:: Given information ::

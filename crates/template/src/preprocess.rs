//! Rewrite Go-style leading-dot references
//!
//! Source trees written for chezmoi address data as `{{ .chezmoi.os }}`.
//! minijinja has no implicit receiver, so a dot that starts a reference is
//! dropped before the template is parsed:
//!
//! ```
//! use hearth_template::preprocess::rewrite_go_dots;
//!
//! assert_eq!(rewrite_go_dots("{{ .chezmoi.os }}"), "{{ chezmoi.os }}");
//! assert_eq!(rewrite_go_dots("{% if .a == \"b.c\" %}"), "{% if a == \"b.c\" %}");
//! assert_eq!(rewrite_go_dots("a .b {{ x.y }}"), "a .b {{ x.y }}");
//! ```
//!
//! Only expression and statement tags are touched. Text, comments and
//! string literals pass through unchanged.

use std::borrow::Cow;

#[derive(Clone, Copy)]
enum State {
    Text,
    Tag { close: u8 },
    Comment,
}

const fn is_ident(b: u8) -> bool {
    b.is_ascii_alphanumeric() || b == b'_'
}

// A dot after one of these is attribute access or a float, never a reference
const fn ends_value(b: u8) -> bool {
    is_ident(b) || matches!(b, b')' | b']' | b'}' | b'"' | b'\'')
}

/// Drop the leading dot of every data reference inside `{{ }}` and `{% %}`
pub fn rewrite_go_dots(source: &str) -> Cow<'_, str> {
    let bytes = source.as_bytes();
    let mut out = String::new();
    let mut flushed = 0;
    let mut state = State::Text;
    let mut prev: Option<u8> = None;
    let mut i = 0;

    while i < bytes.len() {
        let b = bytes[i];
        let next = bytes.get(i + 1).copied();
        match state {
            State::Text => {
                if b == b'{' {
                    match next {
                        Some(b'{') => state = State::Tag { close: b'}' },
                        Some(b'%') => state = State::Tag { close: b'%' },
                        Some(b'#') => state = State::Comment,
                        _ => {
                            i += 1;
                            continue;
                        }
                    }
                    prev = None;
                    i += 2;
                    continue;
                }
            }
            State::Comment => {
                if b == b'#' && next == Some(b'}') {
                    state = State::Text;
                    i += 2;
                    continue;
                }
            }
            State::Tag { close } => {
                if b == close && next == Some(b'}') {
                    state = State::Text;
                    i += 2;
                    continue;
                }
                if b == b'"' || b == b'\'' {
                    i = skip_string(bytes, i);
                    prev = Some(b);
                    continue;
                }
                if b == b'.'
                    && !prev.is_some_and(ends_value)
                    && next.is_some_and(|n| n.is_ascii_alphabetic() || n == b'_')
                {
                    out.push_str(&source[flushed..i]);
                    flushed = i + 1;
                    i += 1;
                    continue;
                }
                if !b.is_ascii_whitespace() {
                    prev = Some(b);
                }
            }
        }
        i += 1;
    }

    if flushed == 0 {
        return Cow::Borrowed(source);
    }
    out.push_str(&source[flushed..]);
    Cow::Owned(out)
}

// Index just past the literal starting at `start`
fn skip_string(bytes: &[u8], start: usize) -> usize {
    let quote = bytes[start];
    let mut i = start + 1;
    while i < bytes.len() {
        match bytes[i] {
            b'\\' => i += 2,
            b if b == quote => return i + 1,
            _ => i += 1,
        }
    }
    bytes.len()
}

:::

Task -
From the start of the data to the line that holds "a reference is", retype each line exactly, with both ends included.

Written response -
filename crates/template/src/preprocess.rs
//! Rewrite Go-style leading-dot references
//!
//! Source trees written for chezmoi address data as `{{ .chezmoi.os }}`.
//! minijinja has no implicit receiver, so a dot that starts a reference is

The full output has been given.